McDowell's musical influences were, Sly Stone and George Clinton.

One composition of his was the impactful anti-drug song, "Crack Killed Applejack".

McDowell, was the leader of the ensemble General Caine (and later General Kane) which was a name he used for himself as well. A 1987 article by the Santa Cruz Sentinel explained how he was at the center of changing ensemble of musicians, and showed his photo as the non-existent general. The article also informed the reader that he was no relation to Motown labelmate Carrie McDowell.

==Career==
McDowell formed the band Booty People.
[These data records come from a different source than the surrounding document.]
//! Capability-call protocol: turn markers embedded in model output into
//! capability invocations and splice the results back into the text.
//!
//! Two passes, always in this order:
//!
//! 1. **Marker pass**: every `[CAPABILITY_CALL: <name>] <arg> [/CAPABILITY_CALL]`
//!    (keyword case-insensitive, legacy `TOOL_CALL` accepted) is replaced, left
//!    to right, by `[Tool Result from <name>]: <result>`,
//!    `[Tool Error from <name>]: <message>`, or `[Tool Error]: Unknown tool '<name>'`.
//! 2. **Narration pass**: for each bound capability, a loose
//!    `[using] <name> [with] <rest of line up to '.' or newline>` pattern is
//!    matched against the already-substituted text. Only the `using` and `with`
//!    keywords ignore case. A match never crosses a line break. Spans that
//!    overlap an annotation inserted during this call, or that themselves
//!    contain a marker or annotation token, are skipped.
//!
//! The narration pass is a heuristic for models that describe tool use in
//! prose. It can fire on ordinary prose that happens to name a capability and
//! it misses phrasing it does not anticipate.
//!
//! Invocations run sequentially so substitution order is deterministic, and a
//! failing invocation never stops the remaining ones.

use std::ops::Range;
use std::sync::LazyLock;

use regex::Regex;
use tracing::{debug, info, warn};

use super::CapabilityDescriptor;

/// `[CAPABILITY_CALL: name] argument [/CAPABILITY_CALL]`.
static CALL_MARKER: LazyLock<Regex> = LazyLock::new(|| {
    Regex::new(r"(?i)\[(?:CAPABILITY|TOOL)_CALL:([^\]]*)\]([^\[]*)\[/(?:CAPABILITY|TOOL)_CALL\]")
        .expect("CALL_MARKER regex should compile")
});

/// Tokens whose presence in a narrated span shields it from resolution.
const SHIELD_TOKENS: &[&str] = &["[tool result", "[tool error", "capability_call", "tool_call"];

/// Persona suffix that teaches the model the call syntax.
pub fn capability_instructions(capabilities: &[CapabilityDescriptor]) -> String {
    let manifest = capabilities
        .iter()
        .map(CapabilityDescriptor::manifest_line)
        .collect::<Vec<_>>()
        .join("\n");

    format!(
        "You have access to the following tools:\n{manifest}\n\n\
         To use a tool you MUST write the call in exactly this form, on its own:\n\
         [CAPABILITY_CALL: tool_name] argument [/CAPABILITY_CALL]\n\
         Each call is replaced by the tool's output before your answer is shown. \
         If you need information a tool can provide and you do not emit this marker, \
         the tool is never run and that information will be missing from your answer."
    )
}

/// Resolve every capability call in `text` against the bound capability set.
pub async fn resolve_capability_calls(text: &str, capabilities: &[CapabilityDescriptor]) -> String {
    let (text, protected) = resolve_markers(text, capabilities).await;
    resolve_narrated_calls(text, protected, capabilities).await
}

/// One pending substitution in the current text.
struct Replacement {
    range: Range<usize>,
    text: String,
}

async fn resolve_markers(
    text: &str,
    capabilities: &[CapabilityDescriptor],
) -> (String, Vec<Range<usize>>) {
    // Collect first: invocations await, and must only ever see the original spans.
    let calls: Vec<(Range<usize>, String, String)> = CALL_MARKER
        .captures_iter(text)
        .filter_map(|caps| {
            let span = caps.get(0)?;
            let name = caps.get(1).map_or("", |m| m.as_str()).trim().to_string();
            let argument = caps.get(2).map_or("", |m| m.as_str()).trim().to_string();
            Some((span.range(), name, argument))
        })
        .collect();

    if calls.is_empty() {
        return (text.to_string(), Vec::new());
    }
    debug!(calls = calls.len(), "resolving capability markers");

    let mut replacements = Vec::with_capacity(calls.len());
    for (range, name, argument) in calls {
        let rendered = invoke_rendered(&name, &argument, capabilities).await;
        replacements.push(Replacement {
            range,
            text: rendered,
        });
    }

    apply_replacements(text, &[], replacements)
}

async fn resolve_narrated_calls(
    mut text: String,
    mut protected: Vec<Range<usize>>,
    capabilities: &[CapabilityDescriptor],
) -> String {
    for capability in capabilities {
        let pattern = format!(
            r"(?:\b(?i:using)[^\S\n]+)?\b{}\b(?:[^\S\n]+(?i:with))?[^\S\n]+([^.\n]+)",
            regex::escape(&capability.name)
        );
        let re = match Regex::new(&pattern) {
            Ok(re) => re,
            Err(e) => {
                warn!(capability = %capability.name, error = %e, "skipping narration pattern");
                continue;
            }
        };

        let candidates: Vec<(Range<usize>, String)> = re
            .captures_iter(&text)
            .filter_map(|caps| {
                let span = caps.get(0)?;
                let argument = caps.get(1)?.as_str().trim().to_string();
                Some((span.range(), argument))
            })
            .filter(|(range, argument)| {
                !argument.is_empty()
                    && !overlaps_any(range, &protected)
                    && !span_is_shielded(&text[range.clone()])
            })
            .collect();

        if candidates.is_empty() {
            continue;
        }
        debug!(
            capability = %capability.name,
            matches = candidates.len(),
            "resolving narrated capability use"
        );

        let mut replacements = Vec::with_capacity(candidates.len());
        for (range, argument) in candidates {
            let rendered = invoke_rendered(&capability.name, &argument, capabilities).await;
            replacements.push(Replacement {
                range,
                text: rendered,
            });
        }

        let (next, next_protected) = apply_replacements(&text, &protected, replacements);
        text = next;
        protected = next_protected;
    }
    text
}

/// Invoke `name` from the bound set and render the outcome as an inline block.
async fn invoke_rendered(name: &str, argument: &str, capabilities: &[CapabilityDescriptor]) -> String {
    let Some(capability) = capabilities.iter().find(|c| c.name == name) else {
        warn!(capability = %name, "unknown capability requested");
        return format!("[Tool Error]: Unknown tool '{}'", name);
    };

    match capability.invoke(argument).await {
        Ok(result) => {
            info!(capability = %name, bytes = result.len(), "capability call succeeded");
            format!("[Tool Result from {}]: {}", name, result)
        }
        Err(e) => {
            warn!(capability = %name, error = %e, "capability call failed");
            format!("[Tool Error from {}]: {}", name, e)
        }
    }
}

/// Splice non-overlapping, left-to-right `replacements` into `text`.
///
/// Returns the new text and the protected ranges re-based onto it, including
/// the ranges of the freshly inserted annotations.
fn apply_replacements(
    text: &str,
    protected: &[Range<usize>],
    replacements: Vec<Replacement>,
) -> (String, Vec<Range<usize>>) {
    let mut out = String::with_capacity(text.len());
    let mut ranges = Vec::with_capacity(protected.len() + replacements.len());
    let mut last = 0;

    for rep in &replacements {
        out.push_str(&text[last..rep.range.start]);
        let start = out.len();
        out.push_str(&rep.text);
        ranges.push(start..out.len());
        last = rep.range.end;
    }
    out.push_str(&text[last..]);

    for range in protected {
        let delta: isize = replacements
            .iter()
            .filter(|rep| rep.range.end <= range.start)
            .map(|rep| rep.text.len() as isize - rep.range.len() as isize)
            .sum();
        let start = (range.start as isize + delta) as usize;
        ranges.push(start..start + range.len());
    }
    ranges.sort_by_key(|r| r.start);

    (out, ranges)
}

fn overlaps_any(range: &Range<usize>, protected: &[Range<usize>]) -> bool {
    protected
        .iter()
        .any(|p| range.start < p.end && p.start < range.end)
}

fn span_is_shielded(span: &str) -> bool {
    let span = span.to_lowercase();
    SHIELD_TOKENS.iter().any(|token| span.contains(token))
}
In 1976, the line up consisted of himself, Ray Goodlow, John Iaun, Rick Hendrix, Richard Smith and Robert Palmer.

Along with J. Phillips, R. Smith, W. Goodloe, R. Palmer & M. Dickerson, he composed "Spirit of '76". Backed with "Anyway I'm Busted", it was released on Calla CAS-110 in 1976. The single was produced by B.B. Dickerson and Far Out Productions. It peaked at no. 63 on the Cash Box Top 100 R&B chart, and No. 55 on the Billboard Hot Soul Singles chart.

He wrote the song "Girls" which was a chart hit for General Caine. It debuted at no. 82 in the Cash Box Top 100 Black Contemporary Singles chart. At week five on 18 September 1982 it peaked at no. 57.
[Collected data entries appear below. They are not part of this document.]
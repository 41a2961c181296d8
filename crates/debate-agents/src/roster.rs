//! Roster files: who debates, on which provider, with which tools.
//!
//! ```toml
//! [debate]
//! max_rounds = 3
//! convergence_threshold = 0.7
//!
//! [[responders]]
//! name = "TaxExpert"
//! role = "Tax Law Specialist"
//! provider = "anthropic"
//! model = "claude-3-haiku-20240307"   # optional, provider default otherwise
//! system_prompt = "You are a tax law expert..."
//! tools = ["web_search"]              # optional; [] grants every tool
//! ```

use std::path::Path;

use anyhow::{bail, Context, Result};
use coordination::{
    CapabilityRegistry, DebateConfig, ModelBinding, ModelError, Responder, ResponderIdentity,
    SynthesizerPolicy,
};
use serde::{Deserialize, Serialize};

use crate::config::AppConfig;
use crate::providers::{build_model, ProviderKind};

/// Optional `[debate]` overrides. Unset fields keep the base configuration.
#[derive(Debug, Clone, Default, PartialEq, Serialize, Deserialize)]
#[serde(deny_unknown_fields)]
pub struct DebateOverrides {
    pub max_rounds: Option<u32>,
    pub convergence_threshold: Option<f64>,
    pub synthesizer: Option<SynthesizerPolicy>,
}

impl DebateOverrides {
    pub fn apply(&self, config: &mut DebateConfig) {
        if let Some(rounds) = self.max_rounds {
            config.max_rounds = rounds;
        }
        if let Some(threshold) = self.convergence_threshold {
            config.convergence_threshold = threshold;
        }
        if let Some(policy) = &self.synthesizer {
            config.synthesizer = policy.clone();
        }
    }
}

/// One `[[responders]]` table.
#[derive(Debug, Clone, PartialEq, Serialize, Deserialize)]
#[serde(deny_unknown_fields)]
pub struct ResponderSpec {
    pub name: String,
    pub role: String,
    pub provider: ProviderKind,
    #[serde(default, skip_serializing_if = "Option::is_none")]
    pub model: Option<String>,
    pub system_prompt: String,
    /// Absent: no tools. Empty: every registered tool. Otherwise: these names.
    #[serde(default, skip_serializing_if = "Option::is_none")]
    pub tools: Option<Vec<String>>,
}

impl ResponderSpec {
    pub fn identity(&self) -> ResponderIdentity {
        ResponderIdentity::new(&self.name, &self.role, &self.system_prompt)
    }
}

#[derive(Debug, Clone, Default, PartialEq, Serialize, Deserialize)]
#[serde(deny_unknown_fields)]
pub struct Roster {
    #[serde(default)]
    pub debate: DebateOverrides,
    #[serde(default)]
    pub responders: Vec<ResponderSpec>,
}

impl Roster {
    pub fn from_toml_str(content: &str) -> Result<Self> {
        let roster: Roster = toml::from_str(content).context("invalid roster TOML")?;
        if roster.responders.is_empty() {
            bail!("roster defines no responders");
        }
        Ok(roster)
    }

    pub fn load(path: &Path) -> Result<Self> {
        let content = std::fs::read_to_string(path)
            .with_context(|| format!("failed to read roster {}", path.display()))?;
        Self::from_toml_str(&content).with_context(|| format!("in roster {}", path.display()))
    }

    /// Distinct providers used, in first-use order.
    pub fn providers(&self) -> Vec<ProviderKind> {
        let mut kinds = Vec::new();
        for spec in &self.responders {
            if !kinds.contains(&spec.provider) {
                kinds.push(spec.provider);
            }
        }
        kinds
    }

    /// Force every responder onto `provider`, dropping per-responder models.
    pub fn with_provider(mut self, provider: ProviderKind) -> Self {
        for spec in &mut self.responders {
            if spec.provider != provider {
                spec.provider = provider;
                spec.model = None;
            }
        }
        self
    }

    /// Build responders with real provider bindings.
    pub fn build_responders(
        &self,
        config: &AppConfig,
        registry: &CapabilityRegistry,
    ) -> Result<Vec<Responder>> {
        self.build_responders_with(registry, |spec| {
            build_model(spec.provider, spec.model.as_deref(), config)
        })
    }

    /// Build responders, obtaining each model binding from `factory`.
    pub fn build_responders_with<F>(
        &self,
        registry: &CapabilityRegistry,
        mut factory: F,
    ) -> Result<Vec<Responder>>
    where
        F: FnMut(&ResponderSpec) -> Result<Box<dyn ModelBinding>, ModelError>,
    {
        self.responders
            .iter()
            .map(|spec| -> Result<Responder> {
                let model = factory(spec)
                    .with_context(|| format!("failed to create model for {}", spec.name))?;
                let responder = match &spec.tools {
                    None => Responder::new(spec.identity(), model),
                    Some(tools) => Responder::with_registry(
                        spec.identity().with_capabilities(tools.iter().cloned()),
                        model,
                        registry,
                    )
                    .with_context(|| format!("invalid tools for {}", spec.name))?,
                };
                Ok(responder)
            })
            .collect()
    }
}

#[cfg(test)]
mod tests {
    use super::*;

    const SAMPLE: &str = r#"
[debate]
max_rounds = 4

[[responders]]
name = "TaxExpert"
role = "Tax Law Specialist"
provider = "anthropic"
system_prompt = "You are a tax law expert."

[[responders]]
name = "Researcher"
role = "Analyst"
provider = "gemini"
model = "gemini-1.5-pro"
system_prompt = "You research."
tools = ["web_search"]
"#;

    #[test]
    fn test_parse_sample() {
        let roster = Roster::from_toml_str(SAMPLE).unwrap();
        assert_eq!(roster.debate.max_rounds, Some(4));
        assert_eq!(roster.debate.convergence_threshold, None);
        assert_eq!(roster.responders.len(), 2);
        assert_eq!(roster.responders[0].tools, None);
        assert_eq!(roster.responders[1].provider, ProviderKind::Google);
        assert_eq!(roster.responders[1].model.as_deref(), Some("gemini-1.5-pro"));
        assert_eq!(
            roster.providers(),
            vec![ProviderKind::Anthropic, ProviderKind::Google]
        );
    }

    #[test]
    fn test_overrides_apply() {
        let roster = Roster::from_toml_str(SAMPLE).unwrap();
        let mut config = DebateConfig::default();
        roster.debate.apply(&mut config);
        assert_eq!(config.max_rounds, 4);
        assert!((config.convergence_threshold - 0.7).abs() < f64::EPSILON);
    }

    #[test]
    fn test_empty_roster_rejected() {
        assert!(Roster::from_toml_str("[debate]\nmax_rounds = 2\n").is_err());
    }

    #[test]
    fn test_unknown_provider_rejected() {
        let toml = r#"
[[responders]]
name = "A"
role = "r"
provider = "mistral"
system_prompt = "p"
"#;
        assert!(Roster::from_toml_str(toml).is_err());
    }

    #[test]
    fn test_with_provider_drops_models() {
        let roster = Roster::from_toml_str(SAMPLE)
            .unwrap()
            .with_provider(ProviderKind::OpenAi);
        assert_eq!(roster.providers(), vec![ProviderKind::OpenAi]);
        assert!(roster.responders.iter().all(|s| s.model.is_none()));
    }
}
McDowell's composition, "Where's the Beef?" was recorded by General Caine and released on Capitol B -5362 in 1984. A recommended single in the 19 May issue of Billboard, the reviewer referred to it as silly but good time funk.

McDowell wrote the song "Crack Killed Applejack" as a graphic message about the dangers of Cocaine. He had great success with it as well. Due to the name of his band General Caine being close to the world cocaine, he changed the band's name to General Kane. The song went to No. 12 on the R&B chart.
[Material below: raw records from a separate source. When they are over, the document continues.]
//! Offline web-search stand-in backed by a small built-in knowledge table.

use async_trait::async_trait;
use coordination::{Capability, CapabilityError};

pub const DESCRIPTION: &str = "Search the internet for information. Useful for finding \
     current information, research, and real-time data.";

/// (key phrase, canned result). Checked in order.
const KNOWLEDGE: &[(&str, &str)] = &[
    (
        "current US tax rates 2024",
        "The 2024 federal income tax rates range from 10% to 37% across seven tax brackets. \
         Standard deduction for single filers is $14,600, married filing jointly is $29,200.",
    ),
    (
        "tax deductions 2024",
        "For 2024, common deductions include state and local taxes (SALT) up to $10,000, \
         mortgage interest, charitable contributions, and medical expenses exceeding 7.5% of AGI.",
    ),
    (
        "IRA contribution limits 2024",
        "For 2024, traditional and Roth IRA contribution limits are $7,000 ($8,000 if age 50 \
         or older). 401(k) limits are $23,000 ($30,500 if age 50 or older).",
    ),
];

const FALLBACK: &str = "Based on current tax information, please refer to official IRS \
     publications or consult with a tax professional for the most up-to-date information on \
     this specific query.";

#[derive(Debug, Default, Clone)]
pub struct WebSearchTool;

impl WebSearchTool {
    pub fn new() -> Self {
        Self
    }

    /// First table entry with any key word contained in the lower-cased
    /// query, or the generic advisory text.
    pub fn search(&self, query: &str) -> String {
        let lower = query.to_lowercase();
        let result = KNOWLEDGE
            .iter()
            .find(|(key, _)| key.split(' ').any(|word| lower.contains(word)))
            .map(|(_, text)| *text)
            .unwrap_or(FALLBACK);
        format!("Web Search Result for \"{query}\": {result}")
    }
}

#[async_trait]
impl Capability for WebSearchTool {
    async fn invoke(&self, argument: &str) -> Result<String, CapabilityError> {
        Ok(self.search(argument))
    }
}

#[cfg(test)]
mod tests {
    use super::*;

    #[test]
    fn test_known_topic() {
        let out = WebSearchTool::new().search("Federal tax brackets");
        assert!(out.starts_with("Web Search Result for \"Federal tax brackets\": "));
        assert!(out.contains("10% to 37%"));
    }

    #[test]
    fn test_later_entry() {
        let out = WebSearchTool::new().search("contribution caps");
        assert!(out.contains("$7,000"));
    }

    #[test]
    fn test_unknown_topic_falls_back() {
        let out = WebSearchTool::new().search("capital of Colombia");
        assert!(out.contains("official IRS publications"));
    }
}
Working with Nadine McKinnor, he composed " I Bet Ya, I'll Let Ya" which was recorded by Ada Dyer and released in 1988. The song peaked at No. 33 on the Billboard R&B chart that year. He had more success that year with "Kiss Serious" that he co-composed with Rodney Trotter and Craig Owen for Chico DeBarge. The song peaked at No. 53 on the Billboard R&B chart.

==Death==
In 1992, at age 37, McDowell who had been running his bail bond business was murdered along with his teenage nephew. The murderer of Mitch McDowell was never caught. In a sad twist, McDowell's son Caesar would arrive at the scene with his brother. Rather than being treated like victims, they were regarded as suspects, handcuffed and taken to jail. Some months later, without a father figure, any income and support, the 17-year-old Caesar McDowell committed his first armed robbery.

==Later years==
Having done time in San Quentin where he was diagnosed with PTSD, Caesar McDowell finally got help to enable him to cope with his own trauma as well as the trauma he caused others. After serving twenty years of a life sentence for threatening his past girlfriend, he was released in 2020. He now uses his experiences to help others. He now works out of his office of Unite the People, Inc., which gives legal services at a reduced rate for families and friends of imprisoned people.